An evolutionary arms race occurs when predator-prey, herbivore-plant, or parasite-host traits evolve oppositely. Prey develop defenses (e.g., toxicity), while predators evolve resistance, driving reciprocal selection over time. Evidence includes strong prey defenses (toxins, chemicals) and predator adaptations (resistance, tolerance).

Question 30

Crypsis

Answer 30

Crypsis is when an organism mimics its environment to avoid detection. It helps prey evade predators and predators ambush prey.

Question 31

Masquerading

Answer 31

Masquerading is when an organism mimics another object or structure, appearing as something it’s not (e.g., leaves, sticks, bird poop).
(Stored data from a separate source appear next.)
use async_trait::async_trait;
use healthsync_core::sync::remote::RemoteResult;
use healthsync_core::{
    Doctor, FileSharedContext, FixedMemoryProbe, InMemoryRemote, ManualClock, Medication,
    MutationService, PushAck, ReconciliationEngine, Record, RecordBody, RecordKey, RecordKind,
    RemoteRecord, RemoteStore, SharedContext, SharedStoreAccessor, StoreConfig, StoreHandle,
    SyncState,
};
use std::sync::Arc;
use std::time::Duration;
use tempfile::TempDir;

const START_MS: i64 = 1_700_000_000_000;

struct Fixture {
    dir: TempDir,
    config: StoreConfig,
    store: Arc<StoreHandle>,
    clock: Arc<ManualClock>,
    remote: Arc<InMemoryRemote>,
    mutations: MutationService,
    accessor: SharedStoreAccessor,
}

impl Fixture {
    fn engine(&self) -> ReconciliationEngine {
        ReconciliationEngine::new(Arc::clone(&self.store), self.remote.clone(), &self.config)
            .with_clock(self.clock.clone())
    }

    async fn local(&self, kind: RecordKind, owner: &str, id: &str) -> Option<Record> {
        self.accessor
            .fetch_one(RecordKey::new(kind, id), owner, true)
            .await
            .unwrap()
            .map(|snapshot| snapshot.into_inner())
    }
}

async fn fixture() -> Fixture {
    let dir = tempfile::tempdir().unwrap();
    let config = StoreConfig::for_container(dir.path());
    let store = Arc::new(StoreHandle::new(&config));
    store.initialize().await;

    let clock = Arc::new(ManualClock::new(START_MS));
    Fixture {
        mutations: MutationService::new(Arc::clone(&store)).with_clock(clock.clone()),
        accessor: SharedStoreAccessor::new(
            Arc::clone(&store),
            Arc::new(FixedMemoryProbe::new(0)),
            &config,
        ),
        remote: Arc::new(InMemoryRemote::new()),
        dir,
        config,
        store,
        clock,
    }
}

fn medication(owner: &str, id: &str, name: &str) -> Record {
    Record::with_id(
        id,
        owner,
        RecordBody::Medication(Medication {
            name: name.to_string(),
            dosage: "5mg".to_string(),
            instructions: None,
            slots: vec![],
        }),
    )
}

fn remote_doctor(owner: &str, id: &str, name: &str, stamp: i64, deleted: bool) -> RemoteRecord {
    RemoteRecord {
        id: id.to_string(),
        owner_id: owner.to_string(),
        body: RecordBody::Doctor(Doctor {
            name: name.to_string(),
            specialty: None,
            phone: None,
            email: None,
        }),
        last_modified_ms: stamp,
        is_deleted: deleted,
        change_seq: 0,
    }
}

#[tokio::test]
async fn pending_record_is_pushed_and_next_pass_scans_nothing() {
    let fx = fixture().await;
    fx.mutations
        .save(medication("u1", "m1", "Metformin"))
        .await
        .unwrap();
    assert!(fx
        .local(RecordKind::Medication, "u1", "m1")
        .await
        .unwrap()
        .is_pending());

    let report = fx.engine().reconcile("u1").await.unwrap();
    assert_eq!(report.scanned, 1);
    assert_eq!(report.pushed, 1);
    assert!(report.is_clean());
    assert!(report.first_error().is_none());

    let local = fx.local(RecordKind::Medication, "u1", "m1").await.unwrap();
    assert_eq!(local.sync_state, SyncState::Synced);
    assert!(fx.remote.get(RecordKind::Medication, "u1", "m1").is_some());

    let again = fx.engine().reconcile("u1").await.unwrap();
    assert_eq!(again.scanned, 0);
    assert_eq!(fx.remote.upsert_calls(), 1);
}

#[tokio::test]
async fn pushing_the_same_record_twice_keeps_one_remote_copy() {
    let fx = fixture().await;
    fx.mutations
        .save(medication("u1", "m1", "Metformin"))
        .await
        .unwrap();
    fx.engine().reconcile("u1").await.unwrap();

    // Acknowledgment lost: the row is pending again with the same version.
    fx.store
        .run("lose_ack", |conn| {
            conn.execute(
                "UPDATE records SET sync_state = 'pending_push' WHERE id = 'm1';",
                [],
            )?;
            Ok(())
        })
        .await
        .unwrap();

    let report = fx.engine().reconcile("u1").await.unwrap();
    assert_eq!(report.pushed, 1);
    assert_eq!(fx.remote.upsert_calls(), 2);
    assert_eq!(fx.remote.len(), 1);
}

#[tokio::test]
async fn one_failure_does_not_abort_the_batch() {
    let fx = fixture().await;
    for id in ["m1", "m2", "m3"] {
        fx.mutations
            .save(medication("u1", id, "Statin"))
            .await
            .unwrap();
    }
    fx.remote.fail_id("m2");

    let report = fx.engine().reconcile("u1").await.unwrap();
    assert_eq!(report.scanned, 3);
    assert_eq!(report.pushed, 2);
    assert_eq!(report.failures.len(), 1);
    assert_eq!(
        report.failures[0].key,
        RecordKey::new(RecordKind::Medication, "m2")
    );
    assert!(report.first_error().is_some());
    assert!(fx
        .local(RecordKind::Medication, "u1", "m2")
        .await
        .unwrap()
        .is_pending());

    fx.remote.clear_failures();
    let retry = fx.engine().reconcile("u1").await.unwrap();
    assert_eq!(retry.scanned, 1);
    assert_eq!(retry.pushed, 1);
}

#[tokio::test]
async fn acknowledged_tombstone_is_purged_locally() {
    let fx = fixture().await;
    fx.mutations
        .save(medication("u1", "m1", "Metformin"))
        .await
        .unwrap();
    fx.engine().reconcile("u1").await.unwrap();

    fx.clock.advance(1_000);
    fx.mutations
        .soft_delete(RecordKind::Medication, "u1", "m1")
        .await
        .unwrap();
    let tombstone = fx.local(RecordKind::Medication, "u1", "m1").await.unwrap();
    assert!(tombstone.is_deleted);

    let report = fx.engine().reconcile("u1").await.unwrap();
    assert_eq!(report.deleted, 1);
    assert!(fx.local(RecordKind::Medication, "u1", "m1").await.is_none());
    assert!(
        fx.remote
            .get(RecordKind::Medication, "u1", "m1")
            .unwrap()
            .is_deleted
    );
}

#[tokio::test]
async fn slow_remote_times_out_per_record() {
    let fx = fixture().await;
    fx.mutations
        .save(medication("u1", "m1", "Metformin"))
        .await
        .unwrap();
    fx.remote.set_latency(Some(Duration::from_millis(300)));

    let report = fx
        .engine()
        .with_push_timeout(Duration::from_millis(20))
        .reconcile("u1")
        .await
        .unwrap();

    assert_eq!(report.pushed, 0);
    assert_eq!(report.failures.len(), 1);
    assert!(report.failures[0].reason.contains("timed out"));
    assert!(fx
        .local(RecordKind::Medication, "u1", "m1")
        .await
        .unwrap()
        .is_pending());
}

/// Remote that lets the user edit the record while its push is in flight.
struct EditDuringPush {
    inner: InMemoryRemote,
    mutations: MutationService,
}

#[async_trait]
impl RemoteStore for EditDuringPush {
    async fn upsert(&self, record: RemoteRecord) -> RemoteResult<PushAck> {
        let mut edited = record.clone().into_synced_record();
        edited.sync_state = SyncState::PendingPush;
        self.mutations.save(edited).await.unwrap();
        self.inner.upsert(record).await
    }

    async fn delete(
        &self,
        kind: RecordKind,
        owner_id: &str,
        id: &str,
        deleted_at_ms: i64,
    ) -> RemoteResult<PushAck> {
        self.inner.delete(kind, owner_id, id, deleted_at_ms).await
    }

    async fn changes_since(
        &self,
        kind: RecordKind,
        owner_id: &str,
        since_seq: i64,
    ) -> RemoteResult<Vec<RemoteRecord>> {
        self.inner.changes_since(kind, owner_id, since_seq).await
    }
}

#[tokio::test]
async fn stale_acknowledgment_keeps_newer_local_edit_pending() {
    let fx = fixture().await;
    fx.mutations
        .save(medication("u1", "m1", "Metformin"))
        .await
        .unwrap();

    let remote = Arc::new(EditDuringPush {
        inner: InMemoryRemote::new(),
        mutations: MutationService::new(Arc::clone(&fx.store)).with_clock(fx.clock.clone()),
    });
    let engine = ReconciliationEngine::new(Arc::clone(&fx.store), remote, &fx.config);

    let report = engine.reconcile("u1").await.unwrap();
    assert_eq!(report.pushed, 0);
    assert_eq!(report.skipped_stale, 1);
    assert!(fx
        .local(RecordKind::Medication, "u1", "m1")
        .await
        .unwrap()
        .is_pending());
}

#[tokio::test]
async fn superseded_push_is_acknowledged_and_reported() {
    let fx = fixture().await;
    fx.mutations
        .save(medication("u1", "m1", "Local name"))
        .await
        .unwrap();
    let mut newer = RemoteRecord::from(&medication("u1", "m1", "Remote name"));
    newer.last_modified_ms = START_MS + 60_000;
    fx.remote.seed(newer);

    let report = fx.engine().reconcile("u1").await.unwrap();
    assert_eq!(
        report.superseded,
        vec![RecordKey::new(RecordKind::Medication, "m1")]
    );
    assert_eq!(report.pushed, 0);

    let pulled = fx.engine().pull("u1").await.unwrap();
    assert_eq!(pulled.applied, 1);
    let local = fx.local(RecordKind::Medication, "u1", "m1").await.unwrap();
    assert_eq!(local.body.display_name(), "Remote name");
    assert_eq!(local.sync_state, SyncState::Synced);
}

#[tokio::test]
async fn pull_applies_remote_changes_last_writer_wins() {
    let fx = fixture().await;

    // Local d2 is newer than the remote copy; local d3 is older.
    let saved_d2 = fx
        .mutations
        .save(Record::with_id(
            "d2",
            "u1",
            RecordBody::Doctor(Doctor {
                name: "Local newer".to_string(),
                specialty: None,
                phone: None,
                email: None,
            }),
        ))
        .await
        .unwrap();
    fx.mutations
        .save(Record::with_id(
            "d3",
            "u1",
            RecordBody::Doctor(Doctor {
                name: "Local older".to_string(),
                specialty: None,
                phone: None,
                email: None,
            }),
        ))
        .await
        .unwrap();
    fx.mutations
        .save(Record::with_id(
            "d4",
            "u1",
            RecordBody::Doctor(Doctor {
                name: "Deleted elsewhere".to_string(),
                specialty: None,
                phone: None,
                email: None,
            }),
        ))
        .await
        .unwrap();

    fx.remote
        .seed(remote_doctor("u1", "d1", "Remote only", START_MS - 10, false));
    fx.remote.seed(remote_doctor(
        "u1",
        "d2",
        "Remote older",
        saved_d2.last_modified_ms - 1,
        false,
    ));
    fx.remote
        .seed(remote_doctor("u1", "d3", "Remote newer", START_MS + 5_000, false));
    fx.remote
        .seed(remote_doctor("u1", "d4", "Deleted elsewhere", START_MS + 5_000, true));
    fx.remote
        .seed(remote_doctor("u2", "d9", "Other owner", START_MS, false));

    let report = fx.engine().pull("u1").await.unwrap();
    assert_eq!(report.fetched, 4);
    assert_eq!(report.applied, 2);
    assert_eq!(report.purged, 0);
    assert_eq!(report.kept_local, 1);
    assert_eq!(
        report.deleted_remotely,
        vec![RecordKey::new(RecordKind::Doctor, "d4")]
    );
    assert!(report.failures.is_empty());

    let d1 = fx.local(RecordKind::Doctor, "u1", "d1").await.unwrap();
    assert_eq!(d1.sync_state, SyncState::Synced);
    let d2 = fx.local(RecordKind::Doctor, "u1", "d2").await.unwrap();
    assert_eq!(d2.body.display_name(), "Local newer");
    assert!(d2.is_pending());
    let d3 = fx.local(RecordKind::Doctor, "u1", "d3").await.unwrap();
    assert_eq!(d3.body.display_name(), "Remote newer");
    assert!(fx.local(RecordKind::Doctor, "u2", "d9").await.is_none());

    // d4 was never pushed, so it stays as a pending tombstone.
    let d4 = fx.local(RecordKind::Doctor, "u1", "d4").await.unwrap();
    assert!(d4.is_deleted);
    assert!(d4.is_pending());
    assert_eq!(d4.last_modified_ms, START_MS + 5_000);

    let second = fx.engine().pull("u1").await.unwrap();
    assert_eq!(second.fetched, 0);

    let pushed = fx.engine().reconcile("u1").await.unwrap();
    assert_eq!(pushed.deleted, 1);
    assert_eq!(pushed.pushed, 1);
    assert!(fx.local(RecordKind::Doctor, "u1", "d4").await.is_none());
}

#[tokio::test]
async fn remote_deletion_purges_synced_row() {
    let fx = fixture().await;
    let saved = fx
        .mutations
        .save(Record::with_id(
            "d5",
            "u1",
            RecordBody::Doctor(Doctor {
                name: "Synced".to_string(),
                specialty: None,
                phone: None,
                email: None,
            }),
        ))
        .await
        .unwrap();
    fx.engine().reconcile("u1").await.unwrap();

    fx.remote
        .delete(RecordKind::Doctor, "u1", "d5", saved.last_modified_ms + 1)
        .await
        .unwrap();

    let report = fx.engine().pull("u1").await.unwrap();
    assert_eq!(report.purged, 1);
    assert!(report.deleted_remotely.is_empty());
    assert!(fx.local(RecordKind::Doctor, "u1", "d5").await.is_none());
}

#[tokio::test]
async fn late_change_with_older_stamp_is_still_pulled() {
    let fx = fixture().await;
    fx.remote
        .seed(remote_doctor("u1", "d1", "Fast clock", START_MS + 300, false));
    let first = fx.engine().pull("u1").await.unwrap();
    assert_eq!(first.applied, 1);

    // Written after the first pull by a device whose clock lags behind.
    fx.remote
        .seed(remote_doctor("u1", "d2", "Slow clock", START_MS + 250, false));
    let second = fx.engine().pull("u1").await.unwrap();
    assert_eq!(second.fetched, 1);
    assert_eq!(second.applied, 1);

    let d2 = fx.local(RecordKind::Doctor, "u1", "d2").await.unwrap();
    assert_eq!(d2.body.display_name(), "Slow clock");
    assert_eq!(d2.sync_state, SyncState::Synced);
}

#[tokio::test]
async fn undecodable_pending_row_is_reported_as_failure() {
    let fx = fixture().await;
    fx.mutations
        .save(medication("u1", "m1", "Fine"))
        .await
        .unwrap();
    fx.store
        .run("insert_broken", |conn| {
            conn.execute(
                "INSERT INTO records
                    (kind, id, owner_id, payload, payload_version, search_text, last_modified_ms, sync_state, is_deleted)
                 VALUES ('medication', 'bad', 'u1', 'not json', 1, 'bad', 5, 'pending_push', 0);",
                [],
            )?;
            Ok(())
        })
        .await
        .unwrap();

    let report = fx.engine().reconcile("u1").await.unwrap();
    assert_eq!(report.scanned, 2);
    assert_eq!(report.pushed, 1);
    assert_eq!(report.failures.len(), 1);
    assert_eq!(report.failures[0].key.id, "bad");
}

#[tokio::test]
async fn passes_publish_last_sync_time_to_shared_context() {
    let fx = fixture().await;
    let context = Arc::new(FileSharedContext::new(fx.config.context_path()));
    context
        .update(&mut |ctx| ctx.owner_id = Some("u1".to_string()))
        .unwrap();
    assert!(fx.dir.path().join("healthsync-context.json").is_file());

    fx.clock.set(START_MS + 42);
    fx.engine()
        .with_context(context.clone())
        .reconcile("u1")
        .await
        .unwrap();

    let published = context.load().unwrap();
    assert_eq!(published.last_sync_ms, Some(START_MS + 42));
    assert_eq!(published.owner_id.as_deref(), Some("u1"));
}
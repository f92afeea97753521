//! Shared store lifecycle: bootstrap, recovery and per-process access.
//!
//! Each process (primary app or memory-constrained secondary) builds exactly
//! one [`StoreHandle`] at startup and passes it to its dependents. Processes
//! never share in-memory state; they meet only at the store file, and SQLite
//! WAL provides eventual cross-process visibility.

pub mod bootstrap;
pub mod handle;

pub use bootstrap::{Availability, BootstrapOutcome, RecoveryStep, StoreBootstrapper, StoreStatus};
pub use handle::StoreHandle;
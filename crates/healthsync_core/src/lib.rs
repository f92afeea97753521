//! Offline-first shared storage and cloud sync for the health app.
//!
//! One SQLite store lives in a container shared by the primary app and its
//! memory-constrained extensions. Each process builds a single
//! [`StoreHandle`] at startup and hands it to the services below.

pub mod clock;
pub mod config;
pub mod context;
pub mod db;
pub mod error;
pub mod health;
pub mod logging;
pub mod model;
pub mod repo;
pub mod service;
pub mod store;
pub mod sync;

pub use clock::{Clock, ManualClock, SystemClock};
pub use config::{ConfigError, StoreConfig};
pub use context::{CredentialStore, FileSharedContext, ProcessContext, SharedContext};
pub use error::{StoreError, StoreResult};
pub use health::memory::{FixedMemoryProbe, MemoryBudget, MemoryProbe, ProcessMemoryProbe};
pub use health::monitor::{HealthClass, HealthMonitor, HealthReport};
pub use logging::{default_log_level, init_logging, logging_status, LoggingError};
pub use model::record::{
    CaregiverTask, ConflictAnalysis, ConflictFinding, ConflictSeverity, DietEntry, Doctor,
    Medication, Record, RecordBody, RecordKey, RecordKind, Supplement, SyncState, UserProfile,
};
pub use model::schedule::ScheduleSlot;
pub use model::snapshot::Snapshot;
pub use service::accessor::{CombinedSnapshot, FetchOptions, SharedStoreAccessor};
pub use service::mutation_service::{MutationService, SlotCompletion};
pub use store::{Availability, StoreHandle, StoreStatus};
pub use sync::engine::{PullReport, ReconcileReport, ReconciliationEngine, SyncFailure};
pub use sync::remote::{InMemoryRemote, PushAck, RemoteRecord, RemoteStore};

/// Returns the core crate version.
pub fn core_version() -> &'static str {
    env!("CARGO_PKG_VERSION")
}
//! SQLite storage bootstrap and schema migration entry points.
//!
//! # Responsibility
//! - Open and configure SQLite connections for the shared health store.
//! - Apply schema migrations in deterministic order.
//! - Classify SQLite failures so the bootstrapper can pick a recovery step.
//!
//! # Invariants
//! - Migration version is tracked via `PRAGMA user_version`.
//! - Core code must not read/write records before migrations succeed.

use rusqlite::ErrorCode;
use std::error::Error;
use std::fmt::{Display, Formatter};

pub mod migrations;
mod open;

pub use open::{open_db, open_db_in_memory, quick_check, OpenOptions};

pub type DbResult<T> = Result<T, DbError>;

#[derive(Debug)]
pub enum DbError {
    Sqlite(rusqlite::Error),
    /// One registered migration failed to apply.
    Migration {
        version: u32,
        source: rusqlite::Error,
    },
    UnsupportedSchemaVersion {
        db_version: u32,
        latest_supported: u32,
    },
    /// `PRAGMA quick_check` reported something other than `ok`.
    IntegrityCheckFailed(String),
}

impl DbError {
    /// Returns whether this failure means the file content cannot be trusted.
    ///
    /// A schema version newer than this binary understands is treated the same
    /// way: the local file is a disposable cache of the remote store.
    pub fn is_corruption(&self) -> bool {
        match self {
            Self::Sqlite(err) | Self::Migration { source: err, .. } => is_corruption_code(err),
            Self::UnsupportedSchemaVersion { .. } => true,
            Self::IntegrityCheckFailed(_) => true,
        }
    }

    pub fn is_migration_failure(&self) -> bool {
        matches!(self, Self::Migration { .. })
    }
}

fn is_corruption_code(err: &rusqlite::Error) -> bool {
    matches!(
        err.sqlite_error_code(),
        Some(ErrorCode::DatabaseCorrupt | ErrorCode::NotADatabase)
    )
}

impl Display for DbError {
    fn fmt(&self, f: &mut Formatter<'_>) -> std::fmt::Result {
        match self {
            Self::Sqlite(err) => write!(f, "{err}"),
            Self::Migration { version, source } => {
                write!(f, "schema migration {version} failed: {source}")
            }
            Self::UnsupportedSchemaVersion {
                db_version,
                latest_supported,
            } => write!(
                f,
                "database schema version {db_version} is newer than supported {latest_supported}"
            ),
            Self::IntegrityCheckFailed(detail) => {
                write!(f, "database integrity check failed: {detail}")
            }
        }
    }
}

impl Error for DbError {
    fn source(&self) -> Option<&(dyn Error + 'static)> {
        match self {
            Self::Sqlite(err) => Some(err),
            Self::Migration { source, .. } => Some(source),
            Self::UnsupportedSchemaVersion { .. } => None,
            Self::IntegrityCheckFailed(_) => None,
        }
    }
}

impl From<rusqlite::Error> for DbError {
    fn from(value: rusqlite::Error) -> Self {
        Self::Sqlite(value)
    }
}
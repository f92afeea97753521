//! Use-case services over the shared store.
//!
//! # Responsibility
//! - `mutation_service`: the primary process's only write path.
//! - `accessor`: owner-scoped, memory-aware reads for any process.

pub mod accessor;
pub mod mutation_service;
Unlike crypsis, it’s noticeable but misidentified, helping prey evade predators and predators ambush prey.

Question 32

Müllerian mimicry

Answer 32

Müllerian mimicry occurs when multiple defended species share visible warning signals, like bright coloration in poison dart frogs, to deter predators. Unlike crypsis or masquerading, it highlights danger through honest communication of toxicity or other defenses

Question 33

Batesian mimicry

Answer 33

Batesian mimicry occurs when a harmless species mimics a defended one, like ground-burrowing owls imitating rattlesnake sounds. Unlike Müllerian mimicry, it’s dishonest, as the mimic lacks actual defenses but benefits from predator avoidance.

Question 34

What is the difference between being poisonous and being venomous?

Answer 34

Poisonous species use toxins defensively to avoid being eaten, while venomous species use toxins offensively to immobilize or consume prey.